As regards the teaching office, it is written that the bishops “teach with what seriousness the Church believes these realities should be regarded: the human person with his freedom and bodily life...”8 and that Christian doctrine must be presented “in a manner adapted to the needs of the times, that is to say, in a manner corresponding to the difficulties and problems by which people are most vexatiously burdened and troubled.”9 Besides, the Church no longer teaches, she “dialogues.”10 Pastoral here contrasts with “dogmatic.” It is no wonder that the Council had no intention to define anything.

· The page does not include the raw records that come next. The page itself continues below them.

pub mod dashboard_handler;

pub use dashboard_handler::*;
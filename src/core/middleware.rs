use crate::core::error::AppError;
use crate::features::auth::models::AuthenticatedUser;
use crate::features::auth::SessionStore;
use axum::{
    extract::{Request, State},
    http::{header, HeaderValue, StatusCode},
    middleware::Next,
    response::{IntoResponse, Response},
};
use base64::prelude::*;
use std::sync::Arc;
use tower_http::cors::{AllowOrigin, Any, CorsLayer};
use tower_http::request_id::{MakeRequestId, RequestId};
use tracing::Span;
use uuid::Uuid;

/// Request ID generator using UUID v7 (time-ordered)
#[derive(Clone, Copy)]
pub struct MakeRequestUuid;

impl MakeRequestId for MakeRequestUuid {
    fn make_request_id<B>(&mut self, _request: &axum::http::Request<B>) -> Option<RequestId> {
        let id = Uuid::now_v7().to_string();
        HeaderValue::from_str(&id).ok().map(RequestId::new)
    }
}

/// Custom MakeSpan that includes request_id in the tracing span
#[derive(Clone, Debug)]
pub struct MakeSpanWithRequestId;

impl<B> tower_http::trace::MakeSpan<B> for MakeSpanWithRequestId {
    fn make_span(&mut self, request: &axum::http::Request<B>) -> Span {
        let request_id = request
            .headers()
            .get("x-request-id")
            .and_then(|v| v.to_str().ok())
            .unwrap_or("-");

        tracing::info_span!(
            "request",
            method = %request.method(),
            uri = %request.uri(),
            request_id = %request_id,
        )
    }
}

pub fn cors_layer(allowed_origins: Vec<String>) -> CorsLayer {
    let cors = CorsLayer::new().allow_methods(Any).allow_headers(Any);

    // If origins list contains "*", allow any origin
    if allowed_origins.iter().any(|o| o == "*") {
        cors.allow_origin(Any)
    } else {
        // Parse origins into HeaderValue
        let origins: Vec<HeaderValue> = allowed_origins
            .iter()
            .filter_map(|o| o.parse().ok())
            .collect();
        cors.allow_origin(AllowOrigin::list(origins))
    }
}

pub fn basic_auth_middleware(
    valid_credentials: Arc<String>,
) -> impl Fn(
    Request,
    Next,
)
    -> std::pin::Pin<Box<dyn std::future::Future<Output = Result<Response, Response>> + Send>>
       + Clone {
    move |req: Request, next: Next| {
        let credentials = valid_credentials.clone();
        Box::pin(async move {
            let auth_header = req
                .headers()
                .get(header::AUTHORIZATION)
                .and_then(|header| header.to_str().ok());

            if let Some(auth_header) = auth_header {
                if let Some(encoded) = auth_header.strip_prefix("Basic ") {
                    if let Ok(decoded) = BASE64_STANDARD.decode(encoded) {
                        if let Ok(creds) = String::from_utf8(decoded) {
                            if creds == *credentials {
                                return Ok(next.run(req).await);
                            }
                        }
                    }
                }
            }

            Err((
                StatusCode::UNAUTHORIZED,
                [(header::WWW_AUTHENTICATE, "Basic realm=\"Swagger UI\"")],
                "Unauthorized",
            )
                .into_response())
        })
    }
}

fn bearer_token(req: &Request) -> Option<&str> {
    req.headers()
        .get(header::AUTHORIZATION)
        .and_then(|h| h.to_str().ok())
        .and_then(|h| h.strip_prefix("Bearer "))
        .map(str::trim)
        .filter(|t| !t.is_empty())
}

async fn resolve_session(store: &SessionStore, token: &str) -> Option<AuthenticatedUser> {
    store.get(token).await.map(|session| AuthenticatedUser {
        session_token: session.token,
        backend_token: session.backend_token,
        user: session.user,
    })
}

/// Require a live session and attach the user to the request
pub async fn auth_middleware(
    State(store): State<Arc<SessionStore>>,
    mut req: Request,
    next: Next,
) -> Result<Response, AppError> {
    let token = bearer_token(&req)
        .ok_or_else(|| AppError::Unauthorized("Silakan login terlebih dahulu".to_string()))?;

    let user = resolve_session(&store, token).await.ok_or_else(|| {
        AppError::Unauthorized("Sesi tidak valid atau sudah berakhir".to_string())
    })?;

    req.extensions_mut().insert(user);
    Ok(next.run(req).await)
}

/// Attach the user when a valid session is presented, otherwise continue as guest
pub async fn optional_auth_middleware(
    State(store): State<Arc<SessionStore>>,
    mut req: Request,
    next: Next,
) -> Response {
    let user = match bearer_token(&req) {
        Some(token) => resolve_session(&store, token).await,
        None => None,
    };

    if let Some(user) = user {
        req.extensions_mut().insert(user);
    }
    next.run(req).await
}

#[cfg(test)]
mod tests {
    use super::*;
    use crate::core::extractor::MaybeUser;
    use crate::features::users::models::{User, UserRole};
    use axum::{middleware::from_fn_with_state, routing::get, Router};
    use axum_test::TestServer;
    use std::time::Duration;

    async fn whoami(MaybeUser(user): MaybeUser) -> String {
        user.map(|u| u.user.name)
            .unwrap_or_else(|| "guest".to_string())
    }

    fn user() -> User {
        User {
            id: "1".to_string(),
            email: "sari@desa.id".to_string(),
            name: "Sari".to_string(),
            role: UserRole::Warga,
            no_telp: None,
            alamat: None,
            created_at: None,
        }
    }

    #[tokio::test]
    async fn test_auth_middleware_requires_session() {
        let store = Arc::new(SessionStore::new(Duration::from_secs(60)));
        let session = store.create("backend".to_string(), user()).await;
        let app = Router::new()
            .route("/me", get(whoami))
            .layer(from_fn_with_state(store, auth_middleware));
        let server = TestServer::new(app).unwrap();

        let response = server.get("/me").await;
        response.assert_status_unauthorized();

        let response = server
            .get("/me")
            .authorization_bearer("not-a-session")
            .await;
        response.assert_status_unauthorized();

        let response = server
            .get("/me")
            .authorization_bearer(&session.token)
            .await;
        response.assert_status_ok();
        response.assert_text("Sari");
    }

    #[tokio::test]
    async fn test_optional_auth_middleware_allows_guests() {
        let store = Arc::new(SessionStore::new(Duration::from_secs(60)));
        let session = store.create("backend".to_string(), user()).await;
        let app = Router::new()
            .route("/me", get(whoami))
            .layer(from_fn_with_state(store, optional_auth_middleware));
        let server = TestServer::new(app).unwrap();

        server.get("/me").await.assert_text("guest");
        server
            .get("/me")
            .authorization_bearer("stale")
            .await
            .assert_text("guest");
        server
            .get("/me")
            .authorization_bearer(&session.token)
            .await
            .assert_text("Sari");
    }
}
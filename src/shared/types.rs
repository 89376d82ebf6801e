use serde::{Deserialize, Serialize};
use utoipa::{IntoParams, ToSchema};

use crate::shared::constants::{DEFAULT_PAGE_SIZE, MAX_PAGE_SIZE};

#[derive(Debug, Serialize, Deserialize, ToSchema)]
pub struct ApiResponse<T> {
    pub success: bool,
    pub data: Option<T>,
    pub message: Option<String>,
    pub meta: Option<Meta>,
    pub errors: Option<Vec<String>>,
    /// Error category, present only on failures
    #[serde(default, skip_serializing_if = "Option::is_none")]
    pub kind: Option<ErrorKind>,
}

#[derive(Debug, Serialize, Deserialize, ToSchema)]
pub struct Meta {
    pub total: i64,
    #[serde(default, skip_serializing_if = "Option::is_none")]
    pub pagination: Option<PaginationMeta>,
}

impl Meta {
    pub fn total(total: usize) -> Self {
        Self {
            total: total as i64,
            pagination: None,
        }
    }

    pub fn paginated(pagination: PaginationMeta) -> Self {
        Self {
            total: pagination.total_items,
            pagination: Some(pagination),
        }
    }
}

/// Failure categories exposed to clients
#[derive(Debug, Clone, Copy, PartialEq, Eq, Serialize, Deserialize, ToSchema)]
#[serde(rename_all = "snake_case")]
pub enum ErrorKind {
    /// Input rejected before or by the backend
    Validation,
    /// Backend unreachable, timed out or request aborted
    Network,
    /// Backend answered with a failure
    Server,
    /// Missing or insufficient credentials
    Auth,
}

// =============================================================================
// PAGINATION
// =============================================================================

/// Standard pagination query parameters for paged list endpoints.
#[derive(Debug, Clone, Deserialize, IntoParams)]
#[serde(rename_all = "camelCase")]
#[into_params(rename_all = "camelCase")]
pub struct PaginationQuery {
    /// Page number (1-indexed, default: 1)
    #[serde(default = "default_page")]
    #[param(minimum = 1)]
    pub page: i64,

    /// Number of items per page (default: 10, max: 100)
    #[serde(default = "default_page_size")]
    #[param(minimum = 1, maximum = 100)]
    pub page_size: i64,
}

fn default_page() -> i64 {
    1
}

fn default_page_size() -> i64 {
    DEFAULT_PAGE_SIZE
}

impl Default for PaginationQuery {
    fn default() -> Self {
        Self {
            page: 1,
            page_size: DEFAULT_PAGE_SIZE,
        }
    }
}

impl PaginationQuery {
    pub fn new(page: i64, page_size: i64) -> Self {
        Self { page, page_size }
    }

    /// Offset of the first item on the requested page
    pub fn offset(&self) -> i64 {
        (self.page.max(1) - 1).saturating_mul(self.limit())
    }

    /// Get clamped page_size (respects MAX_PAGE_SIZE)
    pub fn limit(&self) -> i64 {
        self.page_size.clamp(1, MAX_PAGE_SIZE)
    }
}

/// Pagination metadata for response
#[derive(Debug, Clone, PartialEq, Eq, Serialize, Deserialize, ToSchema)]
#[serde(rename_all = "camelCase")]
pub struct PaginationMeta {
    pub page: i64,
    pub page_size: i64,
    pub total_items: i64,
    pub total_pages: i64,
}

impl PaginationMeta {
    pub fn new(page: i64, page_size: i64, total_items: i64) -> Self {
        let clamped_page_size = page_size.clamp(1, MAX_PAGE_SIZE);
        let total_pages = (total_items + clamped_page_size - 1) / clamped_page_size;
        Self {
            page: page.max(1),
            page_size: clamped_page_size,
            total_items,
            total_pages,
        }
    }
}

/// Slice an already fetched list into one page
pub fn paginate<T>(items: Vec<T>, query: &PaginationQuery) -> (Vec<T>, PaginationMeta) {
    let total = items.len() as i64;
    let meta = PaginationMeta::new(query.page, query.limit(), total);

    let page_items = items
        .into_iter()
        .skip(usize::try_from(query.offset()).unwrap_or(usize::MAX))
        .take(usize::try_from(query.limit()).unwrap_or(0))
        .collect();

    (page_items, meta)
}

impl<T> ApiResponse<T> {
    pub fn success(data: Option<T>, message: Option<String>, meta: Option<Meta>) -> Self {
        Self {
            success: true,
            data,
            message,
            meta,
            errors: None,
            kind: None,
        }
    }

    pub fn error(message: Option<String>, errors: Option<Vec<String>>) -> ApiResponse<()> {
        ApiResponse {
            success: false,
            data: None,
            message,
            meta: None,
            errors,
            kind: None,
        }
    }

    pub fn with_kind(mut self, kind: ErrorKind) -> Self {
        self.kind = Some(kind);
        self
    }
}
use axum::{
    body::Body,
    extract::{rejection::JsonRejection, FromRequest, FromRequestParts, Request},
    http::request::Parts,
    response::{IntoResponse, Response},
    Json,
};
use serde::de::DeserializeOwned;
use std::convert::Infallible;
use tokio_util::sync::CancellationToken;

use crate::core::error::AppError;
use crate::features::auth::models::AuthenticatedUser;
use crate::modules::backend::CallContext;

/// Custom JSON extractor that provides consistent error responses
pub struct AppJson<T>(pub T);

impl<T, S> FromRequest<S> for AppJson<T>
where
    T: DeserializeOwned,
    S: Send + Sync,
{
    type Rejection = AppJsonRejection;

    async fn from_request(req: Request<Body>, state: &S) -> Result<Self, Self::Rejection> {
        match Json::<T>::from_request(req, state).await {
            Ok(value) => Ok(Self(value.0)),
            Err(rejection) => Err(AppJsonRejection(rejection)),
        }
    }
}

pub struct AppJsonRejection(JsonRejection);

impl IntoResponse for AppJsonRejection {
    fn into_response(self) -> Response {
        let message = match self.0 {
            JsonRejection::JsonDataError(err) => format!("Data JSON tidak valid: {}", err.body_text()),
            JsonRejection::JsonSyntaxError(err) => format!("Format JSON tidak valid: {}", err),
            JsonRejection::MissingJsonContentType(_) => {
                "Header Content-Type harus application/json".to_string()
            }
            _ => "Gagal membaca body JSON".to_string(),
        };

        AppError::BadRequest(message).into_response()
    }
}

impl<S> FromRequestParts<S> for AuthenticatedUser
where
    S: Send + Sync,
{
    type Rejection = AppError;

    async fn from_request_parts(parts: &mut Parts, _state: &S) -> Result<Self, Self::Rejection> {
        parts
            .extensions
            .get::<AuthenticatedUser>()
            .cloned()
            .ok_or_else(|| AppError::Unauthorized("Silakan login terlebih dahulu".to_string()))
    }
}

/// Caller on routes where login is optional (e.g. guest laporan)
pub struct MaybeUser(pub Option<AuthenticatedUser>);

impl<S> FromRequestParts<S> for MaybeUser
where
    S: Send + Sync,
{
    type Rejection = Infallible;

    async fn from_request_parts(parts: &mut Parts, _state: &S) -> Result<Self, Self::Rejection> {
        Ok(MaybeUser(parts.extensions.get::<AuthenticatedUser>().cloned()))
    }
}

/// Process-wide shutdown token, installed as a request extension
#[derive(Clone, Default)]
pub struct AppShutdown(pub CancellationToken);

impl<S> FromRequestParts<S> for AppShutdown
where
    S: Send + Sync,
{
    type Rejection = Infallible;

    async fn from_request_parts(parts: &mut Parts, _state: &S) -> Result<Self, Self::Rejection> {
        Ok(parts
            .extensions
            .get::<AppShutdown>()
            .cloned()
            .unwrap_or_default())
    }
}

/// Backend call context for this request.
///
/// Scoped to the shutdown token so backend calls abort when the server stops
/// or when the handler future is dropped (client disconnect). Carries the
/// caller's backend token when a session is present.
impl<S> FromRequestParts<S> for CallContext
where
    S: Send + Sync,
{
    type Rejection = Infallible;

    async fn from_request_parts(parts: &mut Parts, state: &S) -> Result<Self, Self::Rejection> {
        let shutdown = AppShutdown::from_request_parts(parts, state).await?;

        let ctx = CallContext::scoped(&shutdown.0);

        Ok(match parts.extensions.get::<AuthenticatedUser>() {
            Some(user) => ctx.with_bearer(user.backend_token.clone()),
            None => ctx,
        })
    }
}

As for the office of sanctifying, it is odd that the decree11 should emphasize the “esprit de corps” of the laity and the bishops, whereas the confection and the reception of the sacraments are almost occulted. Moreover, the reference for liturgical matters is the constitution by this same Council,12 whose worship is ordered to man. Pastoral? indeed!
Redefining the Bishop
The preceding remarks, even if they may seem rather unimportant, conceal a new theology of the episcopacy. The Decree Christus Dominus is merely the concrete application of Chapter III of Lumen Gentium.13
The outline of this short decree first considers the bishop in his relationship with the universal Church, not as head of a diocese. And for a reason: since Vatican II, the consecrated bishop belongs first and foremost to the “body” of bishops and with them forms a college. Henceforth, the episcopal consecration makes the bishop-elect a member of the college.14 The result is obvious. By virtue of his membership of the episcopal body, the bishops, “sharing in solicitude for all the churches...exercise this episcopal office of theirs...with respect to teaching the universal Church of God....”15 This is their first office; the diocese comes second.16
Supported by Lumen Gentium, the decree asserts that the college of bishops is subject of a plenary and supreme power over the whole Church.17 It is the affirmation of a universal jurisdiction properly possessed by the college of bishops. And the decree, by its explicit references, maintains the ambiguity of a second power in the Church beside the pope. “The principle lesson...concerns the theological image of the apostolic hierarchy. To speak of a college is to abandon the image of a pyramid with a pope at the top and the bishops beneath....To speak of an episcopal college is, on the contrary, to privilege the image of the crown of bishops, provided that the Bishop of Rome is placed within the crown....”18
The Council makes of the consecration a sacrament the confecting of which gives the power, not only to sanctify, but also, and this is an absolutely untraditional novelty, to teach and to govern.19 In continuation with this novelty, the diocese is no longer called a local Church, but a particular Church. The change in terminology is not anodyne.20
The Spirit of the Council Applied before the Letter
The conferral of such power to the bishops could not be done without provoking a reaction. Besides the novelty of such a doctrine, the Curia was the first ecclesiastical organ to suffer the effects. Several Conciliar Fathers had asked that the bishops be dispensed from interacting with it and even suggested that laymen be introduced there.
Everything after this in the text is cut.